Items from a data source

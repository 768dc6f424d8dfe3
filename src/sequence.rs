//!
//! `Sequence` Wrapper of growable ordered list
//!
//! Elements are appended to and removed from the end only.
//! Index `i` is valid iff `0 <= i < len`.
//!
use crate::error::{Error, Result};
use log::{debug, trace};
#[cfg(feature = "serde")]
use serde::{Deserialize, Serialize};
use std::fmt;
use std::iter::FromIterator;
use std::ops::{Index, IndexMut};
pub mod iter;
pub use iter::SequenceIter;

/// `Sequence` struct
///
/// An ordered, mutable list of `T` backed by `std::Vec`.
/// Equality is structural: same length and pairwise-equal elements.
///
#[derive(Clone, Debug, PartialEq, Eq, Hash)]
#[cfg_attr(feature = "serde", derive(Serialize, Deserialize), serde(transparent))]
pub struct Sequence<T> {
    /// Backend storage of the Sequence
    elements: Vec<T>,
}

impl<T> Sequence<T> {
    /// Create an empty sequence
    pub fn new() -> Sequence<T> {
        Sequence {
            elements: Vec::new(),
        }
    }
    /// Create an empty sequence with room for at least `capacity` elements
    pub fn with_capacity(capacity: usize) -> Sequence<T> {
        Sequence {
            elements: Vec::with_capacity(capacity),
        }
    }
    /// Get the number of elements
    pub fn len(&self) -> usize {
        self.elements.len()
    }
    /// Get the size of the backing allocation.
    /// `self.capacity() >= self.len()` always holds.
    pub fn capacity(&self) -> usize {
        self.elements.capacity()
    }
    pub fn is_empty(&self) -> bool {
        self.elements.is_empty()
    }
    ///
    /// Append `value` as the new last element.
    ///
    /// Returns `&mut self` so pushes can be chained:
    /// `s.push(1).push(2)`
    pub fn push(&mut self, value: T) -> &mut Self {
        self.elements.push(value);
        trace!("push: len={}", self.elements.len());
        self
    }
    ///
    /// Remove the last element and return it.
    ///
    /// On an empty sequence nothing is modified and
    /// `Error::EmptySequence` is returned.
    pub fn pop(&mut self) -> Result<T> {
        match self.elements.pop() {
            Some(value) => {
                trace!("pop: len={}", self.elements.len());
                Ok(value)
            }
            None => {
                debug!("pop: called on an empty sequence");
                Err(Error::EmptySequence)
            }
        }
    }
    /// Reference to the last element, if any
    pub fn last(&self) -> Option<&T> {
        self.elements.last()
    }
    /// Reference to the element at `index`, or `None` if out of range
    pub fn get(&self, index: usize) -> Option<&T> {
        self.elements.get(index)
    }
    pub fn as_slice(&self) -> &[T] {
        &self.elements
    }
    pub fn into_vec(self) -> Vec<T> {
        self.elements
    }
    /// Get an iterator on elements in ascending index order.
    pub fn iter<'a>(&'a self) -> SequenceIter<'a, T> {
        SequenceIter::new(self)
    }
    ///
    /// Call `visit(element, index)` once for every element,
    /// in ascending index order.
    pub fn for_each<F>(&self, mut visit: F)
    where
        F: FnMut(&T, usize),
    {
        for (index, element) in self.elements.iter().enumerate() {
            visit(element, index);
        }
    }
    ///
    /// Check if any element satisfies `predicate(element, index)`.
    ///
    /// Elements are tested in ascending index order and the scan stops
    /// at the first match. Always `false` on an empty sequence.
    pub fn exists<F>(&self, mut predicate: F) -> bool
    where
        F: FnMut(&T, usize) -> bool,
    {
        self.elements
            .iter()
            .enumerate()
            .any(|(index, element)| predicate(element, index))
    }
}

impl<T: PartialEq> Sequence<T> {
    /// Structural equality, same as `==`
    pub fn equals(&self, other: &Sequence<T>) -> bool {
        self.elements == other.elements
    }
}

impl<T> Default for Sequence<T> {
    fn default() -> Sequence<T> {
        Sequence::new()
    }
}

impl<T> From<Vec<T>> for Sequence<T> {
    fn from(elements: Vec<T>) -> Sequence<T> {
        Sequence { elements }
    }
}

impl<T> FromIterator<T> for Sequence<T> {
    fn from_iter<I: IntoIterator<Item = T>>(iter: I) -> Self {
        Sequence {
            elements: iter.into_iter().collect(),
        }
    }
}

impl<T> Extend<T> for Sequence<T> {
    fn extend<I: IntoIterator<Item = T>>(&mut self, iter: I) {
        self.elements.extend(iter)
    }
}

impl<T> IntoIterator for Sequence<T> {
    type Item = T;
    type IntoIter = std::vec::IntoIter<T>;
    fn into_iter(self) -> Self::IntoIter {
        self.elements.into_iter()
    }
}

impl<'a, T> IntoIterator for &'a Sequence<T> {
    type Item = &'a T;
    type IntoIter = SequenceIter<'a, T>;
    fn into_iter(self) -> Self::IntoIter {
        self.iter()
    }
}

/// Implement index access, s[i]
/// Panics if `index >= len`, same as slices.
impl<T> Index<usize> for Sequence<T> {
    type Output = T;
    fn index(&self, index: usize) -> &Self::Output {
        &self.elements[index]
    }
}

/// Implement index write access, s[i] = 10
impl<T> IndexMut<usize> for Sequence<T> {
    fn index_mut(&mut self, index: usize) -> &mut Self::Output {
        &mut self.elements[index]
    }
}

impl<T: PartialEq> PartialEq<[T]> for Sequence<T> {
    fn eq(&self, other: &[T]) -> bool {
        self.elements.as_slice() == other
    }
}

impl<T: PartialEq, const N: usize> PartialEq<[T; N]> for Sequence<T> {
    fn eq(&self, other: &[T; N]) -> bool {
        self.elements.as_slice() == other.as_slice()
    }
}

impl<T: PartialEq> PartialEq<Vec<T>> for Sequence<T> {
    fn eq(&self, other: &Vec<T>) -> bool {
        &self.elements == other
    }
}

/// Format as `[a, b, c]`
impl<T: fmt::Display> fmt::Display for Sequence<T> {
    fn fmt(&self, f: &mut fmt::Formatter) -> fmt::Result {
        write!(f, "[")?;
        for (i, element) in self.elements.iter().enumerate() {
            if i != 0 {
                write!(f, ", ")?;
            }
            write!(f, "{}", element)?;
        }
        write!(f, "]")
    }
}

== WHAT THE EXERCISE ASKS ==
A count is needed of the lines in the entries that contain "list". Supply only that number.

== SOLUTION TO THIS PROBLEM ==
2